Was wondering if anyone else felt in limbo?
I'm 34 and most of my friends have at least one child now
Most of their social lives now, unsurprisingly, revolve around their children - NCT get togethers, kids' friends' birthday parties, playdates etc
I have been completely open about my infertility and miscarriage, and their support has been overwhelming
But the fact is, they're part of a club of which I can't become a member
And it hurts. They do try to include me, but there's nothing like rocking up on your own to a kids' party to make you feel like a barren old spinster / paedo
And most of my RL friends who don't have kids are living wild and crazy lives without kids, and of course we're not drinking alcohol, caffeine, not doing mad booze fuelled nights out on the town etc.
We're in limbo, childless but not child free
So I find myself excluding myself, and withdrawing and hiding myself away.

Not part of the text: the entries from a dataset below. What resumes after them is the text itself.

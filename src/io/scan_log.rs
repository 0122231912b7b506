//! Scan log ingestion (JSONL format)
//!
//! One scan event per line. Blank lines are skipped; lines that fail to parse
//! are logged and counted, not fatal. The loaded table is sorted by plate then
//! timestamp before it is handed to the pipeline.

use crate::domain::types::ScanEvent;
use crate::services::plate_filter::sort_scans;
use anyhow::Context;
use std::fs::File;
use std::io::{BufRead, BufReader, Read};
use std::path::Path;
use tracing::{info, warn};

/// Result of loading a scan log
#[derive(Debug, Clone, Default)]
pub struct ScanLog {
    pub events: Vec<ScanEvent>,
    pub skipped_lines: usize,
}

/// Parse scan events from any reader
pub fn read_scans<R: Read>(reader: R) -> anyhow::Result<ScanLog> {
    let mut log = ScanLog::default();

    for (i, line) in BufReader::new(reader).lines().enumerate() {
        let line = line.with_context(|| format!("Failed to read scan log line {}", i + 1))?;
        let trimmed = line.trim();
        if trimmed.is_empty() {
            continue;
        }
        match serde_json::from_str::<ScanEvent>(trimmed) {
            Ok(event) => log.events.push(event),
            Err(e) => {
                warn!(line = %(i + 1), error = %e, "scan_line_skipped");
                log.skipped_lines += 1;
            }
        }
    }

    sort_scans(&mut log.events);
    Ok(log)
}

/// Load and sort a scan log file
pub fn load_scans<P: AsRef<Path>>(path: P) -> anyhow::Result<ScanLog> {
    let path = path.as_ref();
    let file = File::open(path)
        .with_context(|| format!("Failed to open scan log {}", path.display()))?;
    let log = read_scans(file)?;

    info!(
        file = %path.display(),
        events = %log.events.len(),
        skipped = %log.skipped_lines,
        "scan_log_loaded"
    );

    Ok(log)
}

#[cfg(test)]
mod tests {
    use super::*;
    use std::io::Write;
    use tempfile::NamedTempFile;

    #[test]
    fn test_read_scans_sorts_and_skips() {
        let input = r#"
{"plate":"XY9999","camera":1,"timestamp":"2024-03-01 08:00:00","direction":"N"}
{"plate":"AB1123","camera":"2","timestamp":"2024-03-01 09:00:00","direction":"S"}
not json
{"plate":"AB1123","camera":"1","timestamp":"2024-03-01 07:00:00","direction":"S"}

"#;

        let log = read_scans(input.as_bytes()).unwrap();

        assert_eq!(log.skipped_lines, 1);
        let order: Vec<(&str, &str)> =
            log.events.iter().map(|e| (e.plate.as_str(), e.camera.as_str())).collect();
        assert_eq!(order, vec![("AB1123", "1"), ("AB1123", "2"), ("XY9999", "1")]);
    }

    #[test]
    fn test_null_direction_keeps_scan() {
        let input = r#"{"plate":"AB1123","camera":1,"timestamp":"2024-03-01 00:00:00","direction":null}"#;

        let log = read_scans(input.as_bytes()).unwrap();

        assert_eq!(log.skipped_lines, 0);
        assert_eq!(log.events.len(), 1);
        assert_eq!(log.events[0].direction, "");
    }

    #[test]
    fn test_load_scans_from_file() {
        let mut file = NamedTempFile::new().unwrap();
        writeln!(file, r#"{{"plate":"AB1123","camera":3,"timestamp":"2024-03-01T10:00:00"}}"#)
            .unwrap();
        file.flush().unwrap();

        let log = load_scans(file.path()).unwrap();

        assert_eq!(log.events.len(), 1);
        assert_eq!(log.events[0].camera.as_str(), "3");
    }

    #[test]
    fn test_load_missing_file() {
        let err = load_scans("/nonexistent/scans.jsonl").unwrap_err();
        assert!(format!("{:#}", err).contains("Failed to open scan log"));
    }
}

The only people I find I wanted to talk to after the miscarriage (and still do - it's only 3 weeks so very new and raw) are other infertile women
I feel like I have NO chat any more. I have nothing of any interest to say The only thing in my life of late has been IVF, cancelled IVF, IVF, pregnancy, miscarriage. And to be brutally honest, that's sort of fine, because at least talking to other infertile women makes me feel less alone.
I don't WANT to have a break from TTC, because I find the in between bits between tx the hardest bits - I just want to push on through with Project Baby.
But wondered if anyone else felt like they were in limbo between 2 worlds? (does that make infertility world like Middle Earth?!!)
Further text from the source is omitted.